◆ **WHAT TO DO**: Could the whole of the data below be written out verbatim?

◆ **MATERIAL SUPPLIED**:
//! Widget initializers.
//!
//! Every initializer shares one contract shape: resolve the container
//! (nothing found is a silent no-op returning `Ok(None)`), merge the
//! supplied configuration over the widget's defaults, bind listeners on
//! the container's descendants, and hand back a [`WidgetHandle`] that
//! unbinds everything again.

mod autohide;
mod dialog;
mod dropdown;
mod lazyload;
mod placeholder;
mod select;
mod smoothscroll;
mod tab;

pub use autohide::{AutoHideConfig, AutoHideTrigger, init_autohide, init_autohide_at};
pub use dialog::{DialogConfig, open_dialog};
pub use dropdown::{DropdownConfig, init_dropdown, init_dropdown_at};
pub use lazyload::{LazyloadConfig, init_lazyload};
pub use placeholder::{HideMode, PlaceholderConfig, init_placeholder, init_placeholder_at};
pub use select::{SelectConfig, init_select, init_select_at};
pub use smoothscroll::{SmoothScrollConfig, init_smoothscroll, init_smoothscroll_at};
pub use tab::{TabConfig, init_tab, init_tab_at};

use crate::Error;
use dom::{Document, ListenerId, NodeId, TimerId};
use std::cell::RefCell;
use std::rc::Rc;

#[derive(Default)]
struct HandleState {
    listeners: Vec<ListenerId>,
    timers: Vec<TimerId>,
}

/// Disposer returned by every initializer: unbinds the widget's
/// listeners and cancels its pending timers, making re-initialization
/// safe.
pub struct WidgetHandle {
    state: Rc<RefCell<HandleState>>,
}

impl WidgetHandle {
    pub(crate) fn new() -> Self {
        Self {
            state: Rc::new(RefCell::new(HandleState::default())),
        }
    }

    pub(crate) fn track_listener(&self, id: ListenerId) {
        self.state.borrow_mut().listeners.push(id);
    }

    /// A shared tracker for closures that bind listeners or schedule
    /// timers after initialization (auto-hide does both).
    pub(crate) fn tracker(&self) -> HandleTracker {
        HandleTracker(Rc::clone(&self.state))
    }

    /// Unbind every listener this widget bound and cancel its timers.
    pub fn dispose(self, doc: &mut Document) {
        let state = self.state.borrow_mut();
        for &id in &state.listeners {
            doc.remove_listener(id);
        }
        for &id in &state.timers {
            doc.cancel_timer(id);
        }
    }
}

#[derive(Clone)]
pub(crate) struct HandleTracker(Rc<RefCell<HandleState>>);

impl HandleTracker {
    pub(crate) fn track_listener(&self, id: ListenerId) {
        self.0.borrow_mut().listeners.push(id);
    }

    pub(crate) fn track_timer(&self, id: TimerId) {
        self.0.borrow_mut().timers.push(id);
    }
}

/// Resolve a container selector to its first match.
pub(crate) fn resolve(doc: &Document, selector: &str) -> Result<Option<NodeId>, Error> {
    Ok(doc.query_first(selector)?)
}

◆ **ANSWER TO THE PROBLEM**:
//! Widget initializers.
//!
//! Every initializer shares one contract shape: resolve the container
//! (nothing found is a silent no-op returning `Ok(None)`), merge the
//! supplied configuration over the widget's defaults, bind listeners on
//! the container's descendants, and hand back a [`WidgetHandle`] that
//! unbinds everything again.

mod autohide;
mod dialog;
mod dropdown;
mod lazyload;
mod placeholder;
mod select;
mod smoothscroll;
mod tab;

pub use autohide::{AutoHideConfig, AutoHideTrigger, init_autohide, init_autohide_at};
pub use dialog::{DialogConfig, open_dialog};
pub use dropdown::{DropdownConfig, init_dropdown, init_dropdown_at};
pub use lazyload::{LazyloadConfig, init_lazyload};
pub use placeholder::{HideMode, PlaceholderConfig, init_placeholder, init_placeholder_at};
pub use select::{SelectConfig, init_select, init_select_at};
pub use smoothscroll::{SmoothScrollConfig, init_smoothscroll, init_smoothscroll_at};
pub use tab::{TabConfig, init_tab, init_tab_at};

use crate::Error;
use dom::{Document, ListenerId, NodeId, TimerId};
use std::cell::RefCell;
use std::rc::Rc;

#[derive(Default)]
struct HandleState {
    listeners: Vec<ListenerId>,
    timers: Vec<TimerId>,
}

/// Disposer returned by every initializer: unbinds the widget's
/// listeners and cancels its pending timers, making re-initialization
/// safe.
pub struct WidgetHandle {
    state: Rc<RefCell<HandleState>>,
}

impl WidgetHandle {
    pub(crate) fn new() -> Self {
        Self {
            state: Rc::new(RefCell::new(HandleState::default())),
        }
    }

    pub(crate) fn track_listener(&self, id: ListenerId) {
        self.state.borrow_mut().listeners.push(id);
    }

    /// A shared tracker for closures that bind listeners or schedule
    /// timers after initialization (auto-hide does both).
    pub(crate) fn tracker(&self) -> HandleTracker {
        HandleTracker(Rc::clone(&self.state))
    }

    /// Unbind every listener this widget bound and cancel its timers.
    pub fn dispose(self, doc: &mut Document) {
        let state = self.state.borrow_mut();
        for &id in &state.listeners {
            doc.remove_listener(id);
        }
        for &id in &state.timers {
            doc.cancel_timer(id);
        }
    }
}

#[derive(Clone)]
pub(crate) struct HandleTracker(Rc<RefCell<HandleState>>);

impl HandleTracker {
    pub(crate) fn track_listener(&self, id: ListenerId) {
        self.0.borrow_mut().listeners.push(id);
    }

    pub(crate) fn track_timer(&self, id: TimerId) {
        self.0.borrow_mut().timers.push(id);
    }
}

/// Resolve a container selector to its first match.
pub(crate) fn resolve(doc: &Document, selector: &str) -> Result<Option<NodeId>, Error> {
    Ok(doc.query_first(selector)?)
}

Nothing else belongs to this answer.